Provincie en lokale besturen

Verschillende provinciale en lokale besturen hebben in het verleden steunmaatregelen toegekend om bedrijventerreinen duurzaam te (her)ontwikkelen. Het gaat vaak over maatregelen met een tijdelijk karakter, het verandert in de praktijk regelmatig.

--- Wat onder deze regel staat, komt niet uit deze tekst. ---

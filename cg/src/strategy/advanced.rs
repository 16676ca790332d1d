//! Advanced strategy - multi-reference synthesis with live-search fallback
//!
//! Pulls a wider set of references and asks for an elaborated synthesis.
//! When corpus retrieval is sparse (fewer than 3 hits) it supplements the
//! references with live web-search snippets.

use std::sync::Arc;

use async_trait::async_trait;
use tracing::debug;

use crate::backends::{BackendError, DocumentIndex, LiveSearch, RetrievedDocument, TextGenerator};
use crate::config::GeneratorConfig;
use crate::domain::ContentRequest;

use super::prompts::{artifact_instruction, context_block, reference_block};
use super::{GenerationStrategy, Strategy};

/// Corpus hit count below which live search is consulted
const SPARSE_RETRIEVAL_THRESHOLD: usize = 3;

/// Similarity assigned to live-search supplements (unranked by the corpus)
const LIVE_HIT_SCORE: f64 = 0.5;

pub struct AdvancedStrategy {
    generator: Arc<dyn TextGenerator>,
    index: Arc<dyn DocumentIndex>,
    live_search: Arc<dyn LiveSearch>,
    max_tokens: u32,
    temperature: f64,
}

impl AdvancedStrategy {
    pub fn new(
        generator: Arc<dyn TextGenerator>,
        index: Arc<dyn DocumentIndex>,
        live_search: Arc<dyn LiveSearch>,
        config: &GeneratorConfig,
    ) -> Self {
        Self {
            generator,
            index,
            live_search,
            max_tokens: config.max_tokens,
            temperature: config.temperature,
        }
    }
}

#[async_trait]
impl GenerationStrategy for AdvancedStrategy {
    fn name(&self) -> Strategy {
        Strategy::Advanced
    }

    async fn retrieve(&self, query: &str, artifact: &str, top_k: usize) -> Result<Vec<RetrievedDocument>, BackendError> {
        debug!(%query, artifact, top_k, "AdvancedStrategy::retrieve: called");
        let mut docs = self.index.search(query, artifact, top_k).await?;

        if docs.len() < SPARSE_RETRIEVAL_THRESHOLD {
            debug!(corpus_hits = docs.len(), "AdvancedStrategy::retrieve: sparse corpus, consulting live search");
            let needed = top_k.saturating_sub(docs.len()).max(1);
            match self.live_search.search(query, needed).await {
                Ok(hits) => {
                    for hit in hits {
                        docs.push(RetrievedDocument::new(
                            format!("{}: {}", hit.title, hit.snippet),
                            hit.url,
                            LIVE_HIT_SCORE,
                        ));
                    }
                }
                Err(e) => {
                    // Live search is a supplement; its failure must not sink retrieval
                    debug!(error = %e, "AdvancedStrategy::retrieve: live search failed, continuing with corpus hits");
                }
            }
        }

        Ok(docs)
    }

    async fn generate(
        &self,
        query: &str,
        docs: &[RetrievedDocument],
        artifact: &str,
        request: &ContentRequest,
        extra_context: Option<&str>,
    ) -> Result<String, BackendError> {
        debug!(%query, artifact, doc_count = docs.len(), "AdvancedStrategy::generate: called");
        let mut prompt = artifact_instruction(artifact, request);
        prompt.push_str(
            "\n\nSintesiskan seluruh dokumen referensi di bawah ini menjadi hasil yang lengkap, \
             mendalam, dan sesuai konteks sekolah.",
        );
        prompt.push_str(&reference_block(docs));
        prompt.push_str(&context_block(extra_context));

        self.generator
            .generate(&prompt, &request.model, self.max_tokens, self.temperature)
            .await
    }
}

Intercommunales en provinciale ontwikkelingsmaatschappijen

Intercommunales zijn verenigingen van gemeenten met als doel taken van gemeenschappelijk belang te realiseren. Ze zetten zich vaak in voor ontwikkeling op bedrijventerreinen. Provinciale ontwikkelingsmaatschappijen ondersteunen de ontwikkeling en vernieuwing van voldoende en kwalitatieve ruimte voor bedrijvigheid in Vlaanderen. Beiden doen aan visievorming, masterplanning, begeleiding bij herontwikkeling, etc. en stellen vaak stimuleringsacties op om bedrijventerrein duurzaam te (her)ontwikkelen.

Europees - EFRO

Recovery Assitance for Cohesion and the Territories of Europe. Projectoproep rond circulaire economie

“De bevordering van het crisisherstel in de context van de COVID-19-pandemie en de voorbereiding van een groen, digitaal en veerkrachtig herstel van de economie”. Daarbij wordt geadviseerd om die investeringen te richten op de groene en digitale transitie: infrastructuur voor duurzaam transport, propere en efficiënte productie van energie, digitale infrastructuur en onderzoek en innovatie.

     

    Verwijzingen

     

    Europese staatsteunregels i.h.k.v. een VLAIO-subsidie

    Staatssteun kan zich voordoen in alle gevallen waarin staatsmiddelen gebruikt worden om ‘selectieve’ steun toe te kennen aan een onderneming. De Europese middelen waarvan het beheer overgedragen wordt aan de lidstaat worden eveneens als ‘staatsmiddelen’ beschouwd. (bv. Europese structuurfondsen). Controle op overheids- of staatssteun aan ondernemingen is dan ook één van de belangrijkste onderdelen van het Europese mededingingsbeleid. Overheden die steun willen verlenen, moeten de regels voor staatssteun respecteren.

    Kaaimuren, laad- en losplatforms en spoorterminals zijn subsidiabele werken die onder de Europese staatssteunregels vallen: dit houdt in dat voor deze specifieke werken de Europese regelgeving inzake staatssteun gevolgd moet worden, met de bijhorende procedures en aangepaste subsidiepercentages. Indien je voor één van deze werken subsidies wil aanvragen, zal moeten worden onderzocht of er een aanmelding nodig is bij Europa.